Report back each line of the data that contains the word "ConfigError".

Saved data entries
^^^^^^^^^^^^^^^^
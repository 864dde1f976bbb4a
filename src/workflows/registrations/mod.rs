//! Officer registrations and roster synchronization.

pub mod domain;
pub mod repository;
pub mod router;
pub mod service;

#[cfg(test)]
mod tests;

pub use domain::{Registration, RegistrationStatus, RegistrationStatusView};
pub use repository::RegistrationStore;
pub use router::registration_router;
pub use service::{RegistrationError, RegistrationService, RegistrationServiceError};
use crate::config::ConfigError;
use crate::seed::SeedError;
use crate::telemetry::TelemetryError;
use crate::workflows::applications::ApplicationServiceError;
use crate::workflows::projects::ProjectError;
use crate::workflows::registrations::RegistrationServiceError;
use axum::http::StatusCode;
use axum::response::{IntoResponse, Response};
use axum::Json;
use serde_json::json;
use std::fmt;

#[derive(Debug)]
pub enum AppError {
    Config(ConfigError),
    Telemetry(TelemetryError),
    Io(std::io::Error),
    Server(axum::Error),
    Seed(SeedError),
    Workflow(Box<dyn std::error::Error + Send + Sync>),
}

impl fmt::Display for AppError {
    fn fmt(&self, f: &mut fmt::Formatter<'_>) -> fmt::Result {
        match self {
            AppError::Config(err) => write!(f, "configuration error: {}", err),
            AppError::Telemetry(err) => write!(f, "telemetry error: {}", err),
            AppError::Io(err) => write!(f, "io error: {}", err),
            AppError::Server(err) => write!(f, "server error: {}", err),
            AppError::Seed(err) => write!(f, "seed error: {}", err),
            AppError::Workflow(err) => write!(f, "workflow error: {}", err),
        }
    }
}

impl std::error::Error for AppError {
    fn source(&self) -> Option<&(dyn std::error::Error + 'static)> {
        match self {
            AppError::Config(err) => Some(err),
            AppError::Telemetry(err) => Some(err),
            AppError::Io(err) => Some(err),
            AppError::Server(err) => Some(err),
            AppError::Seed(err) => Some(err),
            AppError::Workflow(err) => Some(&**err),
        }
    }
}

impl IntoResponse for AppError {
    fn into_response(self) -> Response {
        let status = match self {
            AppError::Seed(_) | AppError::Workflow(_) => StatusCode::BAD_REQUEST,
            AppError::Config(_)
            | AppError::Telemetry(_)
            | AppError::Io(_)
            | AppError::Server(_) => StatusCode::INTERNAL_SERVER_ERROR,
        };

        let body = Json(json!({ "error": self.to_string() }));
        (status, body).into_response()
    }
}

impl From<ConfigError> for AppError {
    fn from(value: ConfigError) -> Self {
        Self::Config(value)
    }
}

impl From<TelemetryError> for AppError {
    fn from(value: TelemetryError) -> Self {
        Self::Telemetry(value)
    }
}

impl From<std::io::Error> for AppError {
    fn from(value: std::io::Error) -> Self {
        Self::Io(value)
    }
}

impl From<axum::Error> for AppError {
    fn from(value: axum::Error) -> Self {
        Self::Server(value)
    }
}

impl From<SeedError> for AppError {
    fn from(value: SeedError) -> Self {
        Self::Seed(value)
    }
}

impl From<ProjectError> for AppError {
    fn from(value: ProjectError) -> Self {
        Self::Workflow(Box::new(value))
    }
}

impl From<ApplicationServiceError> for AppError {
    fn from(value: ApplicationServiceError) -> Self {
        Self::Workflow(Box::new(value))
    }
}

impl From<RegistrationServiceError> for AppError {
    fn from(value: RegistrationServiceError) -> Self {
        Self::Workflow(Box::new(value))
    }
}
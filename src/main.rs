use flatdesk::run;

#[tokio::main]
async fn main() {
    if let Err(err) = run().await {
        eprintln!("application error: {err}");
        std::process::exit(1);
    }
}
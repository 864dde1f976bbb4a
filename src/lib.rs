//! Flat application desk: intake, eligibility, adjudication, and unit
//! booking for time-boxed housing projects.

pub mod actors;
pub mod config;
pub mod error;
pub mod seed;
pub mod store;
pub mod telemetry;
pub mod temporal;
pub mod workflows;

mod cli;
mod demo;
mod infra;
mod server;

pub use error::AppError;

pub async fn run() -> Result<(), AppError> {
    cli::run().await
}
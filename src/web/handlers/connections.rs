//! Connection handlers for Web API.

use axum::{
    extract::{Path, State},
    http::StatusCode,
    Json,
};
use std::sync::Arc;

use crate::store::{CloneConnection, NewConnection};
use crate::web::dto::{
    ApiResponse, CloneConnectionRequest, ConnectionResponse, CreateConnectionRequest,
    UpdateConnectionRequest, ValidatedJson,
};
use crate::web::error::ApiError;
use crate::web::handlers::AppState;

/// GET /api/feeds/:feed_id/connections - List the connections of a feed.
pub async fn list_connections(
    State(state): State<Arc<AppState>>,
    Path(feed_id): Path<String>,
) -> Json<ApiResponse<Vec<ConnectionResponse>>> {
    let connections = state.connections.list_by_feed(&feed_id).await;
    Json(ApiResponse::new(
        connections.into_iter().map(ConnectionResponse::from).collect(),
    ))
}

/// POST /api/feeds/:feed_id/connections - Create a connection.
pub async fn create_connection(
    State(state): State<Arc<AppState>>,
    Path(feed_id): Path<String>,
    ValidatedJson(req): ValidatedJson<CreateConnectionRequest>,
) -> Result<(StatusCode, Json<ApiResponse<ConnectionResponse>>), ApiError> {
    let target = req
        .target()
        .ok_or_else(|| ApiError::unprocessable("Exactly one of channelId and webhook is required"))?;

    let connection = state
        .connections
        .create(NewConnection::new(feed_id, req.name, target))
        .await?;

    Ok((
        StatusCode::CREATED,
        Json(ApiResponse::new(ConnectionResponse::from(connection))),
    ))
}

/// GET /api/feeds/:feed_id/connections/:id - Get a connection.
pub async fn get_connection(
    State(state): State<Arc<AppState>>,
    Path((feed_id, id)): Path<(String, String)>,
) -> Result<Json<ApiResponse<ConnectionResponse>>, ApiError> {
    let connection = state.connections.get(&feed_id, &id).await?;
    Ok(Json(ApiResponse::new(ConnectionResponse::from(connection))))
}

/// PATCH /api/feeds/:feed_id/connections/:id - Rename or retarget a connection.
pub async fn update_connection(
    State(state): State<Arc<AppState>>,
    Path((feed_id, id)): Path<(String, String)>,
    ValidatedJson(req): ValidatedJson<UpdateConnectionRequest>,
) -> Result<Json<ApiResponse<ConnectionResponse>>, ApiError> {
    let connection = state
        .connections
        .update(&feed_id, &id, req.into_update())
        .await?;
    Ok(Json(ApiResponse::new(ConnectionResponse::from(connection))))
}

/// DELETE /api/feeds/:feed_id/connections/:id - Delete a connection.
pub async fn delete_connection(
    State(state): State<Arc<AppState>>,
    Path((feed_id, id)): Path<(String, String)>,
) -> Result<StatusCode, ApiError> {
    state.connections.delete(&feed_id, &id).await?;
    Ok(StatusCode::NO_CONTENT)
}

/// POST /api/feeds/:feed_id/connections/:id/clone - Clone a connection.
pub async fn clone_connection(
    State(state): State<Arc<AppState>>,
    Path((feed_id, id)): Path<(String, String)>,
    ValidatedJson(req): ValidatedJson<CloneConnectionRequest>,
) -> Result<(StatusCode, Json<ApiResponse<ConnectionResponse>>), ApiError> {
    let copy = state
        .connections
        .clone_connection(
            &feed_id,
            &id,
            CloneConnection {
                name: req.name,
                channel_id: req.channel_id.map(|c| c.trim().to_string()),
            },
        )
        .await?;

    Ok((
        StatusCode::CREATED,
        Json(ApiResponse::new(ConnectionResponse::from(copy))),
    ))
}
^^^^^^^^^^^^^^^^
SOLVED PROBLEM
use crate::config::ConfigError;
    Config(ConfigError),
impl From<ConfigError> for AppError {
    fn from(value: ConfigError) -> Self {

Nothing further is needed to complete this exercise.